## Records shown
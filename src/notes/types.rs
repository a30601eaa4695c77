use serde::Serialize;
use serde::ser::{SerializeMap, Serializer};

use super::language::LanguageCode;

pub const DEFAULT_MAX_LENGTH: u32 = 500;

/// Input for a single generation call.
#[derive(Debug, Clone, PartialEq, Eq)]
pub struct ReleaseNotesRequest {
    pub original_text: String,
    /// Advisory character budget passed to the model.
    pub max_length: u32,
    /// Controls both prompt order and result order.
    pub languages: Vec<LanguageCode>,
}

impl ReleaseNotesRequest {
    /// A request with the default length budget and `en, sv, fr`.
    pub fn new(original_text: impl Into<String>) -> Self {
        Self {
            original_text: original_text.into(),
            max_length: DEFAULT_MAX_LENGTH,
            languages: LanguageCode::defaults(),
        }
    }

    #[must_use]
    pub const fn with_max_length(mut self, max_length: u32) -> Self {
        self.max_length = max_length;
        self
    }

    #[must_use]
    pub fn with_languages(mut self, languages: Vec<LanguageCode>) -> Self {
        self.languages = languages;
        self
    }
}

/// Translated notes keyed by language code, in request order.
///
/// Inserting a code twice overwrites the text but keeps the first position.
#[derive(Debug, Clone, Default, PartialEq, Eq)]
pub struct ReleaseNotes {
    entries: Vec<(LanguageCode, String)>,
}

impl ReleaseNotes {
    pub const fn new() -> Self {
        Self {
            entries: Vec::new(),
        }
    }

    pub fn insert(&mut self, code: LanguageCode, text: String) {
        if let Some(entry) = self.entries.iter_mut().find(|(known, _)| *known == code) {
            entry.1 = text;
        } else {
            self.entries.push((code, text));
        }
    }

    pub fn get(&self, code: &str) -> Option<&str> {
        let code = LanguageCode::new(code);
        self.entries
            .iter()
            .find(|(known, _)| *known == code)
            .map(|(_, text)| text.as_str())
    }

    pub fn iter(&self) -> impl Iterator<Item = (&LanguageCode, &str)> {
        self.entries.iter().map(|(code, text)| (code, text.as_str()))
    }

    pub fn codes(&self) -> impl Iterator<Item = &LanguageCode> {
        self.entries.iter().map(|(code, _)| code)
    }

    pub const fn len(&self) -> usize {
        self.entries.len()
    }

    pub const fn is_empty(&self) -> bool {
        self.entries.is_empty()
    }

    /// JSON object text with keys in request order.
    pub fn to_json(&self) -> String {
        serde_json::to_string(self).unwrap_or_else(|_| "{}".to_string())
    }
}

impl Serialize for ReleaseNotes {
    fn serialize<S: Serializer>(&self, serializer: S) -> Result<S::Ok, S::Error> {
        let mut map = serializer.serialize_map(Some(self.entries.len()))?;
        for (code, text) in &self.entries {
            map.serialize_entry(code.as_str(), text)?;
        }
        map.end()
    }
}

#[cfg(test)]
mod tests {
    use super::*;

    #[test]
    fn test_request_defaults() {
        let request = ReleaseNotesRequest::new("notes");
        assert_eq!(request.max_length, 500);
        assert_eq!(request.languages, LanguageCode::defaults());
    }

    #[test]
    fn test_request_builders() {
        let request = ReleaseNotesRequest::new("notes")
            .with_max_length(120)
            .with_languages(vec!["de".into()]);
        assert_eq!(request.max_length, 120);
        assert_eq!(request.languages, vec![LanguageCode::new("de")]);
    }

    #[test]
    fn test_insert_keeps_order() {
        let mut notes = ReleaseNotes::new();
        notes.insert("fr".into(), "Bonjour".to_string());
        notes.insert("en".into(), "Hello".to_string());

        let codes: Vec<&str> = notes.codes().map(LanguageCode::as_str).collect();
        assert_eq!(codes, ["fr", "en"]);
    }

    #[test]
    fn test_duplicate_insert_overwrites_in_place() {
        let mut notes = ReleaseNotes::new();
        notes.insert("en".into(), "first".to_string());
        notes.insert("sv".into(), "hej".to_string());
        notes.insert("en".into(), "second".to_string());

        assert_eq!(notes.len(), 2);
        assert_eq!(notes.get("en"), Some("second"));
        assert_eq!(notes.iter().next().map(|(c, _)| c.as_str()), Some("en"));
    }

    #[test]
    fn test_get_normalizes_code() {
        let mut notes = ReleaseNotes::new();
        notes.insert("sv".into(), "Hej".to_string());
        assert_eq!(notes.get("SV"), Some("Hej"));
        assert_eq!(notes.get("fr"), None);
    }

    #[test]
    fn test_json_preserves_order() {
        let mut notes = ReleaseNotes::new();
        notes.insert("sv".into(), "Hej".to_string());
        notes.insert("en".into(), String::new());
        assert_eq!(notes.to_json(), r#"{"sv":"Hej","en":""}"#);
    }
}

## Exercise objective
Nothing added, nothing dropped: copy the data above.

## Completed task
filename src/notes/types.rs
repository a30601eaa4695c77
use serde::Serialize;
use serde::ser::{SerializeMap, Serializer};

use super::language::LanguageCode;

pub const DEFAULT_MAX_LENGTH: u32 = 500;

/// Input for a single generation call.
#[derive(Debug, Clone, PartialEq, Eq)]
pub struct ReleaseNotesRequest {
    pub original_text: String,
    /// Advisory character budget passed to the model.
    pub max_length: u32,
    /// Controls both prompt order and result order.
    pub languages: Vec<LanguageCode>,
}

impl ReleaseNotesRequest {
    /// A request with the default length budget and `en, sv, fr`.
    pub fn new(original_text: impl Into<String>) -> Self {
        Self {
            original_text: original_text.into(),
            max_length: DEFAULT_MAX_LENGTH,
            languages: LanguageCode::defaults(),
        }
    }

    #[must_use]
    pub const fn with_max_length(mut self, max_length: u32) -> Self {
        self.max_length = max_length;
        self
    }

    #[must_use]
    pub fn with_languages(mut self, languages: Vec<LanguageCode>) -> Self {
        self.languages = languages;
        self
    }
}

/// Translated notes keyed by language code, in request order.
///
/// Inserting a code twice overwrites the text but keeps the first position.
#[derive(Debug, Clone, Default, PartialEq, Eq)]
pub struct ReleaseNotes {
    entries: Vec<(LanguageCode, String)>,
}

impl ReleaseNotes {
    pub const fn new() -> Self {
        Self {
            entries: Vec::new(),
        }
    }

    pub fn insert(&mut self, code: LanguageCode, text: String) {
        if let Some(entry) = self.entries.iter_mut().find(|(known, _)| *known == code) {
            entry.1 = text;
        } else {
            self.entries.push((code, text));
        }
    }

    pub fn get(&self, code: &str) -> Option<&str> {
        let code = LanguageCode::new(code);
        self.entries
            .iter()
            .find(|(known, _)| *known == code)
            .map(|(_, text)| text.as_str())
    }

    pub fn iter(&self) -> impl Iterator<Item = (&LanguageCode, &str)> {
        self.entries.iter().map(|(code, text)| (code, text.as_str()))
    }

    pub fn codes(&self) -> impl Iterator<Item = &LanguageCode> {
        self.entries.iter().map(|(code, _)| code)
    }

    pub const fn len(&self) -> usize {
        self.entries.len()
    }

    pub const fn is_empty(&self) -> bool {
        self.entries.is_empty()
    }

    /// JSON object text with keys in request order.
    pub fn to_json(&self) -> String {
        serde_json::to_string(self).unwrap_or_else(|_| "{}".to_string())
    }
}

impl Serialize for ReleaseNotes {
    fn serialize<S: Serializer>(&self, serializer: S) -> Result<S::Ok, S::Error> {
        let mut map = serializer.serialize_map(Some(self.entries.len()))?;
        for (code, text) in &self.entries {
            map.serialize_entry(code.as_str(), text)?;
        }
        map.end()
    }
}

#[cfg(test)]
mod tests {
    use super::*;

    #[test]
    fn test_request_defaults() {
        let request = ReleaseNotesRequest::new("notes");
        assert_eq!(request.max_length, 500);
        assert_eq!(request.languages, LanguageCode::defaults());
    }

    #[test]
    fn test_request_builders() {
        let request = ReleaseNotesRequest::new("notes")
            .with_max_length(120)
            .with_languages(vec!["de".into()]);
        assert_eq!(request.max_length, 120);
        assert_eq!(request.languages, vec![LanguageCode::new("de")]);
    }

    #[test]
    fn test_insert_keeps_order() {
        let mut notes = ReleaseNotes::new();
        notes.insert("fr".into(), "Bonjour".to_string());
        notes.insert("en".into(), "Hello".to_string());

        let codes: Vec<&str> = notes.codes().map(LanguageCode::as_str).collect();
        assert_eq!(codes, ["fr", "en"]);
    }

    #[test]
    fn test_duplicate_insert_overwrites_in_place() {
        let mut notes = ReleaseNotes::new();
        notes.insert("en".into(), "first".to_string());
        notes.insert("sv".into(), "hej".to_string());
        notes.insert("en".into(), "second".to_string());

        assert_eq!(notes.len(), 2);
        assert_eq!(notes.get("en"), Some("second"));
        assert_eq!(notes.iter().next().map(|(c, _)| c.as_str()), Some("en"));
    }

    #[test]
    fn test_get_normalizes_code() {
        let mut notes = ReleaseNotes::new();
        notes.insert("sv".into(), "Hej".to_string());
        assert_eq!(notes.get("SV"), Some("Hej"));
        assert_eq!(notes.get("fr"), None);
    }

    #[test]
    fn test_json_preserves_order() {
        let mut notes = ReleaseNotes::new();
        notes.insert("sv".into(), "Hej".to_string());
        notes.insert("en".into(), String::new());
        assert_eq!(notes.to_json(), r#"{"sv":"Hej","en":""}"#);
    }
}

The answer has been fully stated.